Pour le secrétaire d'État John Kerry cette lettre «irresponsable» «risque de saper la confiance que des gouvernements étrangers placent dans des milliers d'accords importants qui engagent les États-Unis et d'autres pays».

Ces sénateurs ont prévenu les Iraniens que le Congrès disposait, seul, du pouvoir de lever définitivement les sanctions américaines adoptées sous la forme de lois ces dernières années.

Pour John Kerry cette initiative va à l'encontre de «plus de deux siècles de précédents dans la conduite de la politique étrangère américaine».

«Il est ironique de voir certains membres du Congrès voulant faire cause commune avec les tenants de la ligne dure à Téhéran», a estimé le président Barack Obama.

Obama: «Je suis gêné pour eux»

Le président américain Barack Obama est «gêné» pour les sénateurs républicains qui ont adressé un courrier aux dirigeants iraniens.

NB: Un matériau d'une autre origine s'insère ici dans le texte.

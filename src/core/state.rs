//! Lifecycle state of a protocol session.
//!
//! ```text
//! initialize ──► CREATED ──start──► STARTED ──close──► CLOSED
//!                   │                                    ▲
//!                   └───────────────close────────────────┘
//! ```
//!
//! Measurement points may only be declared while `Created`, samples may only be
//! injected while `Started`, and `Closed` is terminal.

use std::fmt;

/// Represents where a session is in its lifecycle.
#[derive(Debug, Clone, Copy, PartialEq, Eq)]
pub enum SessionState {
    /// Initialized; measurement points can still be declared.
    Created,

    /// Header sent; the schema mapping is frozen and samples are accepted.
    Started,

    /// Sink released. Every further operation except `close` fails.
    Closed,
}

impl SessionState {
    /// Returns the protocol-level name of the state.
    pub fn as_str(&self) -> &'static str {
        match self {
            SessionState::Created => "CREATED",
            SessionState::Started => "STARTED",
            SessionState::Closed => "CLOSED",
        }
    }

    /// True while measurement points may be declared.
    pub fn accepts_declarations(&self) -> bool {
        matches!(self, SessionState::Created)
    }

    /// True while samples may be injected.
    pub fn accepts_injections(&self) -> bool {
        matches!(self, SessionState::Started)
    }

    pub fn is_closed(&self) -> bool {
        matches!(self, SessionState::Closed)
    }
}

impl fmt::Display for SessionState {
    fn fmt(&self, f: &mut fmt::Formatter<'_>) -> fmt::Result {
        f.write_str(self.as_str())
    }
}

#[cfg(test)]
mod tests {
    use super::*;

    #[test]
    fn test_state_as_str() {
        assert_eq!(SessionState::Created.as_str(), "CREATED");
        assert_eq!(SessionState::Started.as_str(), "STARTED");
        assert_eq!(SessionState::Closed.as_str(), "CLOSED");
    }

    #[test]
    fn test_state_display() {
        assert_eq!(SessionState::Started.to_string(), "STARTED");
    }

    #[test]
    fn test_declarations_only_while_created() {
        assert!(SessionState::Created.accepts_declarations());
        assert!(!SessionState::Started.accepts_declarations());
        assert!(!SessionState::Closed.accepts_declarations());
    }

    #[test]
    fn test_injections_only_while_started() {
        assert!(!SessionState::Created.accepts_injections());
        assert!(SessionState::Started.accepts_injections());
        assert!(!SessionState::Closed.accepts_injections());
    }

    #[test]
    fn test_is_closed() {
        assert!(SessionState::Closed.is_closed());
        assert!(!SessionState::Created.is_closed());
    }
}
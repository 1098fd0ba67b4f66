//! `[logger]` section: diagnostics output of the client.
//!
//! Diagnostics never share a stream with protocol output. The console layer
//! writes to stderr; journald is available on systemd hosts.

use serde::{Deserialize, Serialize};
use validator::{Validate, ValidationError};

/// Line format of console diagnostics.
#[derive(Debug, Clone, Copy, Default, PartialEq, Eq, Serialize, Deserialize)]
#[serde(rename_all = "lowercase")]
pub enum LogFormat {
    #[default]
    Compact,
    Pretty,
    Json,
}

#[derive(Debug, Clone, Serialize, Deserialize, Validate)]
#[serde(default)]
pub struct LoggerConfig {
    /// One of trace, debug, info, warn, error (case-insensitive).
    /// `RUST_LOG` overrides it when set.
    #[validate(custom(function = "validate_log_level"))]
    pub level: String,

    #[validate(nested)]
    pub console: ConsoleConfig,

    /// Absent means journald output is off.
    #[validate(nested)]
    pub journald: Option<JournaldConfig>,
}

fn validate_log_level(level: &str) -> Result<(), ValidationError> {
    match level.to_lowercase().as_str() {
        "trace" | "debug" | "info" | "warn" | "error" => Ok(()),
        _ => {
            let mut err = ValidationError::new("invalid_log_level");
            err.message = Some(format!("Invalid log level: {}", level).into());
            Err(err)
        }
    }
}

impl Default for LoggerConfig {
    fn default() -> Self {
        LoggerConfig {
            level: "info".to_string(),
            console: ConsoleConfig::default(),
            journald: None,
        }
    }
}

#[derive(Debug, Clone, Serialize, Deserialize, Validate)]
#[serde(default)]
pub struct ConsoleConfig {
    pub enabled: bool,
    pub format: LogFormat,
    /// Include the module path of each event.
    pub show_target: bool,
    pub ansi_colors: bool,
}

impl Default for ConsoleConfig {
    fn default() -> Self {
        ConsoleConfig {
            enabled: true,
            format: LogFormat::default(),
            show_target: false,
            ansi_colors: true,
        }
    }
}

#[derive(Debug, Clone, Serialize, Deserialize, Validate)]
pub struct JournaldConfig {
    /// Syslog identifier of journal entries.
    #[validate(length(min = 1))]
    pub identifier: String,
}

impl Default for JournaldConfig {
    fn default() -> Self {
        JournaldConfig {
            identifier: "oml4rs".to_string(),
        }
    }
}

«Je suis gêné pour eux», déclare M. Obama dans un entretien avec Shane Smith, cofondateur du groupe d'information Vice qui sera diffusé lundi, mais dont des extraits ont été rendus publics vendredi.

M. Obama s'étonne de voir ses adversaires républicains «adresser une lettre à l'ayatollah (Ali Khamenei, guide suprême iranien, NDLR) qui est, selon eux, notre ennemi juré».

«Leur argument de base est: ne discutez pas avec notre président parce que vous ne pouvez lui faire confiance pour faire appliquer l'accord», poursuit-il, jugeant que la démarche «est quasiment sans précédent».

Le Guide suprême iranien, tout en marquant sa défiance traditionnelle vis-à-vis des Américains, a réaffirmé jeudi la volonté de Téhéran d'aboutir.

«Les responsables de la République islamique savent ce qu'ils font et savent quoi faire en cas d'accord, afin que les Américains ne puissent pas le violer plus tard», a déclaré l'ayatollah Ali Khamenei, qui a seul le pouvoir de valider l'initiative d'un accord.

Il s'est dit «inquiet, car l'autre partie est fourbe, et poignarde (son adversaire) dans le dos».

Face au non-respect de l'engagement d'un président américain par son successeur en 2017, comme l'évoquent les sénateurs, le Guide se demande s'il ne s'agirait pas alors de «l'extrême décadence de l'éthique politique et l'anéantissement de l'intérieur du système américain».

Cette initiative perturbe aussi les autres parties à la négociation. «Elle peut faire capoter un accord», souligne une source diplomatique.

«Évidemment, la méfiance grandit côté iranien (...) où on se demande si on est vraiment sérieux dans ces négociations», a mis en garde jeudi le ministre allemand des Affaires étrangères Frank-Walter Steinmeier devant la presse à Washington.